-- Material for this exercise follows --

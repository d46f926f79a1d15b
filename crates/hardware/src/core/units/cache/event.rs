//! Cache access events.
//!
//! Every load or store resolved by the [`CacheHierarchy`](super::CacheHierarchy)
//! produces one event per level it touched, in the order the levels were
//! consulted. Events are handed to an [`AccessLog`] and never retained by the
//! cache itself.

use std::fmt;

use serde::Serialize;

use crate::config::CacheLevelId;

/// Classification of one access at one level.
#[derive(Debug, Clone, Copy, PartialEq, Eq, Hash, Serialize)]
#[serde(rename_all = "UPPERCASE")]
pub enum AccessOutcome {
    /// Load found a valid line with a matching tag.
    Hit,
    /// Load found no matching line; the block was installed.
    Miss,
    /// Store written through to this level; no lookup was made.
    Store,
}

impl AccessOutcome {
    /// Status text used in the access log (`HIT`, `MISS`, `SW`).
    pub const fn status(self) -> &'static str {
        match self {
            Self::Hit => "HIT",
            Self::Miss => "MISS",
            Self::Store => "SW",
        }
    }
}

impl fmt::Display for AccessOutcome {
    fn fmt(&self, f: &mut fmt::Formatter<'_>) -> fmt::Result {
        f.write_str(self.status())
    }
}

/// One classified memory access.
#[derive(Debug, Clone, Copy, PartialEq, Eq, Serialize)]
pub struct AccessEvent {
    /// Level that classified the access.
    pub level: CacheLevelId,
    /// Hit, miss, or store.
    pub outcome: AccessOutcome,
    /// Program counter of the `lw`/`sw` instruction.
    pub pc: u16,
    /// Effective memory address, already reduced modulo memory size.
    pub addr: u16,
    /// Row (set) of `level` the address maps to.
    pub row: usize,
}

impl AccessEvent {
    /// Creates an event.
    pub const fn new(
        level: CacheLevelId,
        outcome: AccessOutcome,
        pc: u16,
        addr: u16,
        row: usize,
    ) -> Self {
        Self {
            level,
            outcome,
            pc,
            addr,
            row,
        }
    }
}

/// Receiver of access events, called synchronously in execution order.
pub trait AccessLog {
    /// Records one event.
    fn record(&mut self, event: &AccessEvent);
}

impl AccessLog for Vec<AccessEvent> {
    fn record(&mut self, event: &AccessEvent) {
        self.push(*event);
    }
}

/// Sink that discards every event.
#[derive(Debug, Clone, Copy, Default)]
pub struct NullLog;

impl AccessLog for NullLog {
    fn record(&mut self, _event: &AccessEvent) {}
}

impl<L: AccessLog + ?Sized> AccessLog for &mut L {
    fn record(&mut self, event: &AccessEvent) {
        (**self).record(event);
    }
}
//! Simulation utilities and program loading.
//!
//! Provides utilities for loading machine code into memory ahead of
//! simulation.

pub mod loader;

pub use loader::{load_file, load_machine_code};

-- Material for this exercise concluded --

**What the task requires:**
Without omission, return all of the records exactly as given.

**Solution to the exercise:**
repository d46f926f79a1d15b
filename crates/hardware/src/core/units/cache/event.rs
//! Cache access events.
//!
//! Every load or store resolved by the [`CacheHierarchy`](super::CacheHierarchy)
//! produces one event per level it touched, in the order the levels were
//! consulted. Events are handed to an [`AccessLog`] and never retained by the
//! cache itself.

use std::fmt;

use serde::Serialize;

use crate::config::CacheLevelId;

/// Classification of one access at one level.
#[derive(Debug, Clone, Copy, PartialEq, Eq, Hash, Serialize)]
#[serde(rename_all = "UPPERCASE")]
pub enum AccessOutcome {
    /// Load found a valid line with a matching tag.
    Hit,
    /// Load found no matching line; the block was installed.
    Miss,
    /// Store written through to this level; no lookup was made.
    Store,
}

impl AccessOutcome {
    /// Status text used in the access log (`HIT`, `MISS`, `SW`).
    pub const fn status(self) -> &'static str {
        match self {
            Self::Hit => "HIT",
            Self::Miss => "MISS",
            Self::Store => "SW",
        }
    }
}

impl fmt::Display for AccessOutcome {
    fn fmt(&self, f: &mut fmt::Formatter<'_>) -> fmt::Result {
        f.write_str(self.status())
    }
}

/// One classified memory access.
#[derive(Debug, Clone, Copy, PartialEq, Eq, Serialize)]
pub struct AccessEvent {
    /// Level that classified the access.
    pub level: CacheLevelId,
    /// Hit, miss, or store.
    pub outcome: AccessOutcome,
    /// Program counter of the `lw`/`sw` instruction.
    pub pc: u16,
    /// Effective memory address, already reduced modulo memory size.
    pub addr: u16,
    /// Row (set) of `level` the address maps to.
    pub row: usize,
}

impl AccessEvent {
    /// Creates an event.
    pub const fn new(
        level: CacheLevelId,
        outcome: AccessOutcome,
        pc: u16,
        addr: u16,
        row: usize,
    ) -> Self {
        Self {
            level,
            outcome,
            pc,
            addr,
            row,
        }
    }
}

/// Receiver of access events, called synchronously in execution order.
pub trait AccessLog {
    /// Records one event.
    fn record(&mut self, event: &AccessEvent);
}

impl AccessLog for Vec<AccessEvent> {
    fn record(&mut self, event: &AccessEvent) {
        self.push(*event);
    }
}

/// Sink that discards every event.
#[derive(Debug, Clone, Copy, Default)]
pub struct NullLog;

impl AccessLog for NullLog {
    fn record(&mut self, _event: &AccessEvent) {}
}

impl<L: AccessLog + ?Sized> AccessLog for &mut L {
    fn record(&mut self, event: &AccessEvent) {
        (**self).record(event);
    }
}
//! Simulation utilities and program loading.
//!
//! Provides utilities for loading machine code into memory ahead of
//! simulation.

pub mod loader;

pub use loader::{load_file, load_machine_code};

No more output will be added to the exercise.